Easy to use, cheap, and competitive. For fluff, imagine they are special Elites of the army (which they are) and they cannot be risked so they wait aboard a cruiser or destroyer in orbit and beam down to do missions of high importance for victory.

Here is a link to my Chaos Terminator Tactica & Discussion Thread from a while back:

http://www.heresy-online.net/forums/showthread.php?t=71732


Hope that helps.


----------



## Lord Sven Kittyclaw (Mar 23, 2009)

Or the way I run them, for friendly games, with whatever the hell I feel like.

Keep in mind that an Icon is fairly expensive, the IoN for a 5 man unit being 8 extra points per model.

Also add a chainfist to D-A-Cs build for comp termi's. If they dont all die after unloading the combi's he can still make a mess.


----------



## jfvz (Oct 23, 2010)

Apart form D-A-C's build the only other builds that i have found that works well is the slaneesh dual LCs, with either a powerfist or chainfist with 1 of the ranged termi upgrades in a LR. Through this is a huge point sink, approx 450-500 points on one unit and its transport, but it will cut through most other things, including most loyalist terminators (not so sure about the effectiveness against the 3++ save of storm sheilds through).


----------



## Lord Sven Kittyclaw (Mar 23, 2009)

If your going to do that, you go the whole 9 yards, and make them champs. Four attacks each at I5 with re-rolls to wound is pretty choppy. Then you throw in a MoK lord with claws for 6 on the charge.


----------



## jesse (Sep 29, 2008)

or if the extra initiative isbt a big deal to you, then you could do MoK lightning claws and make them all champions


----------



## Tzeen Qhayshek (May 4, 2010)

Thank you everyone for the responses so far.



jfvz said:


> Apart form D-A-C's build the only other builds that i have found that works well is the slaneesh dual LCs, with either a powerfist or chainfist with 1 of the ranged termi upgrades in a LR. Through this is a huge point sink, approx 450-500 points on one unit and its transport, but it will cut through most other things, including most loyalist terminators (not so sure about the effectiveness against the 3++ save of storm sheilds through).


This is actually what I had originally considered for the Termies. I have plenty of Anti-Armor units at the moment, and I was looking for something more hard hitting. Dual LC champs with IoS in a LR seems like the way to go. I imagined it only in lists greater than 2000 pts because of the loss it would be to loose 500 pts of my army in one go.

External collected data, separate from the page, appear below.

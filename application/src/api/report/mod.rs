//! Report definitions.

pub mod dashboard;

pub use self::dashboard::Dashboard;
impl AsError for command::change_booking_status::ExecutionError {
    fn try_as_error(&self) -> Option<Error> {
        define_error! {
            enum Error {
                #[code = "INVALID_STATUS_TRANSITION"]
                #[status = CONFLICT]
                #[message = "`Booking` cannot move to the requested status"]
                InvalidTransition,
            }
        }

        Some(match self {
            Self::BookingNotExists(_) => {
                api::query::BookingError::NotExists.into()
            }
            Self::Db(e) => return e.try_as_error(),
            Self::InvalidTransition { .. } => Error::InvalidTransition.into(),
            Self::NotAuthorized(_) => OwnershipError::NotAuthorized.into(),
        })
    }
}

impl AsError for command::cancel_booking::ExecutionError {
    fn try_as_error(&self) -> Option<Error> {
        define_error! {
            enum Error {
                #[code = "BOOKING_ALREADY_FINAL"]
                #[status = CONFLICT]
                #[message = "`Booking` is cancelled or completed already"]
                AlreadyFinal,

                #[code = "PAST_BOOKING"]
                #[status = CONFLICT]
                #[message = "`Booking` cannot be cancelled after its pickup \
                             date"]
                PastBooking,
            }
        }

        Some(match self {
            Self::AlreadyFinal(_) => Error::AlreadyFinal.into(),
            Self::BookingNotExists(_) => {
                api::query::BookingError::NotExists.into()
            }
            Self::Db(e) => return e.try_as_error(),
            Self::NotAuthorized(_) => OwnershipError::NotAuthorized.into(),
            Self::PastBooking(_) => Error::PastBooking.into(),
        })
    }
}

impl AsError for command::delete_booking::ExecutionError {
    fn try_as_error(&self) -> Option<Error> {
        Some(match self {
            Self::BookingNotExists(_) => {
                api::query::BookingError::NotExists.into()
            }
            Self::Db(e) => return e.try_as_error(),
            Self::NotAuthorized(_) => OwnershipError::NotAuthorized.into(),
        })
    }
}

define_error! {
    enum TestimonialError {
        #[code = "TESTIMONIAL_NOT_EXISTS"]
        #[status = NOT_FOUND]
        #[message = "`Testimonial` with the specified ID does not exist"]
        NotExists,
    }
}

impl AsError for command::create_testimonial::ExecutionError {
    fn try_as_error(&self) -> Option<Error> {
        Some(match self {
            Self::Db(e) => return e.try_as_error(),
            Self::UserNotExists(_) => api::query::UserError::NotExists.into(),
        })
    }
}

impl AsError for command::update_testimonial::ExecutionError {
    fn try_as_error(&self) -> Option<Error> {
        Some(match self {
            Self::Db(e) => return e.try_as_error(),
            Self::NotAuthor(_) => OwnershipError::NotAuthorized.into(),
            Self::TestimonialNotExists(_) => TestimonialError::NotExists.into(),
        })
    }
}

impl AsError for command::delete_testimonial::ExecutionError {
    fn try_as_error(&self) -> Option<Error> {
        Some(match self {
            Self::Db(e) => return e.try_as_error(),
            Self::NotAuthor(_) => OwnershipError::NotAuthorized.into(),
            Self::TestimonialNotExists(_) => TestimonialError::NotExists.into(),
        })
    }
}

impl AsError for command::report_testimonial::ExecutionError {
    fn try_as_error(&self) -> Option<Error> {
        define_error! {
            enum Error {
                #[code = "ALREADY_REPORTED"]
                #[status = CONFLICT]
                #[message = "`Testimonial` is reported by the `User` already"]
                AlreadyReported,
            }
        }

        Some(match self {
            Self::AlreadyReported(_) => Error::AlreadyReported.into(),
            Self::Db(e) => return e.try_as_error(),
            Self::TestimonialNotExists(_) => TestimonialError::NotExists.into(),
        })
    }
}
//! GraphQL scalar definitions.

use std::{any, fmt, marker::PhantomData, str::FromStr};

use juniper::{
    GraphQLType, InputValue, ParseScalarResult, ParseScalarValue, ScalarToken,
    ScalarValue, Value,
};

/// Returns the GraphQL name of the `T` type, falling back to its Rust name.
fn name_of<T, S>() -> String
where
    T: GraphQLType<S, TypeInfo = ()>,
    S: ScalarValue,
{
    T::name(&()).map_or_else(|| any::type_name::<T>().to_owned(), Into::into)
}

/// Helper type to use in `#[graphql(with = ..)]` attribute for string
/// scalars.
///
/// Uses [`FromStr`]/[`Display`] impls of `As` type to convert the target type
/// to/from GraphQL scalar, so the validation of `As` applies to the input.
///
/// Target type must implement [`TryFrom`] and [`AsRef`] for `As` type.
///
/// [`Display`]: fmt::Display
#[derive(Debug)]
pub struct Via<As>(PhantomData<As>);

impl<As> Via<As> {
    /// Converts the target type into scalar [`Value`] by using [`Display`]
    /// impl of `As` type.
    ///
    /// [`Display`]: fmt::Display
    pub fn to_output<T, S>(value: &T) -> Value<S>
    where
        As: fmt::Display,
        T: AsRef<As>,
        S: ScalarValue,
    {
        Value::from(value.as_ref().to_string())
    }

    /// Constructs the target type from scalar [`Value`] by using [`FromStr`]
    /// impl of `As` type.
    ///
    /// # Errors
    ///
    /// If the input is not a string or isn't a valid `As` value.
    pub fn from_input<T, S>(input: &InputValue<S>) -> Result<T, String>
    where
        As: FromStr,
        As::Err: fmt::Display,
        T: TryFrom<As> + GraphQLType<S, TypeInfo = ()>,
        T::Error: fmt::Display,
        S: ScalarValue,
    {
        let s = input.as_string_value().ok_or_else(|| {
            format!(
                "Cannot parse input scalar `{}`: expected string input \
                 value, found: {input}",
                name_of::<T, S>(),
            )
        })?;
        s.parse::<As>()
            .map_err(|e| {
                format!(
                    "Cannot parse input scalar `{}` from \"{s}\" string: {e}",
                    name_of::<T, S>(),
                )
            })?
            .try_into()
            .map_err(|e| {
                format!(
                    "Cannot parse input scalar `{}`: {e}",
                    name_of::<T, S>(),
                )
            })
    }

    /// Parses the provided [`ScalarToken`] as a [`String`].
    ///
    /// # Errors
    ///
    /// If the token is not a string.
    pub fn parse_token<S: ScalarValue>(
        value: ScalarToken<'_>,
    ) -> ParseScalarResult<S> {
        <String as ParseScalarValue<S>>::from_str(value)
    }
}

/// Helper type to use in `#[graphql(with = ..)]` attribute for integer
/// scalars backed by a narrower `As` integer than GraphQL `Int`.
///
/// Out of range input is rejected instead of being truncated.
#[derive(Debug)]
pub struct Int<As>(PhantomData<As>);

impl<As> Int<As> {
    /// Converts the target type into `Int` scalar [`Value`].
    pub fn to_output<T, S>(value: &T) -> Value<S>
    where
        As: Copy + Into<i32>,
        T: AsRef<As>,
        S: ScalarValue,
    {
        Value::scalar((*value.as_ref()).into())
    }

    /// Constructs the target type from `Int` scalar [`Value`].
    ///
    /// # Errors
    ///
    /// If the input is not an integer or doesn't fit into `As` type.
    pub fn from_input<T, S>(input: &InputValue<S>) -> Result<T, String>
    where
        As: TryFrom<i32>,
        T: From<As> + GraphQLType<S, TypeInfo = ()>,
        S: ScalarValue,
    {
        let n = input.as_int_value().ok_or_else(|| {
            format!(
                "Cannot parse input scalar `{}`: expected integer input \
                 value, found: {input}",
                name_of::<T, S>(),
            )
        })?;
        As::try_from(n).map(T::from).map_err(|_| {
            format!(
                "Cannot parse input scalar `{}`: `{n}` is out of range",
                name_of::<T, S>(),
            )
        })
    }

    /// Parses the provided [`ScalarToken`] as an [`i32`].
    ///
    /// # Errors
    ///
    /// If the token is not an integer.
    pub fn parse_token<S: ScalarValue>(
        value: ScalarToken<'_>,
    ) -> ParseScalarResult<S> {
        <i32 as ParseScalarValue<S>>::from_str(value)
    }
}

The only problem I can imagine is monstrous creatures. Should I perhaps magnetize a powerfist?


----------



## Lord Sven Kittyclaw (Mar 23, 2009)

If they are in a LR you have two lascannons and the other armour busters you mentioned to hit it with. Even a DP against those termies will die. Sure they wound on 5's but your making 20 attacks, and your re-roll the wounds.


----------



## Tzeen Qhayshek (May 4, 2010)

Lord Sven Kittyclaw said:


> If they are in a LR you have two lascannons and the other armour busters you mentioned to hit it with. Even a DP against those termies will die. Sure they wound on 5's but your making 20 attacks, and your re-roll the wounds.


True enough. Thanks for everyone that helped! Rep for all the good advice.


----------



## Fallen (Oct 7, 2008)

just remember that CSM land raiders don't have PotMS so you can only use one weapon if it moved 6" and nothing @ 12"....and can only carry 5 terminators.

i find that they do not really do much other than being a delivery system for bezerkers.

Termies are best used IMO with the standard "termicide" or with a crap load of bodies - like 7+ with like 2 PFs a chain fist and a couple of Lightning claws and whatnot.


----------



## mcmuffin (Mar 1, 2009)

I like using all lightning claw terminators with mark of khorne and champion upgrades. if i am going to use them at all, i figure i might as well just go all out. I do play world eaters though, so i usually throw a Lord with a Daemon weapon and MoK in as well, because for 155pts, he tends to damage a lot of shit before getting his ass kicked by himself, and dishing out 15 attacks is always fun. But then, overkill is my middle name, just like having 23 missile launcher shots per turn in my SW. Mc-Overkill-Muffin.


----------



## LukeValantine (Dec 2, 2008)

I always found the following usefull for CSM terminators. Combi-weapons, either in small suicide squads or as standard armaments for large bricks os they can kill high value or difficult targets when they first come down EX. 5 combi plasma for MC killing when they first come down, 4 melta for sucicide tank hunters.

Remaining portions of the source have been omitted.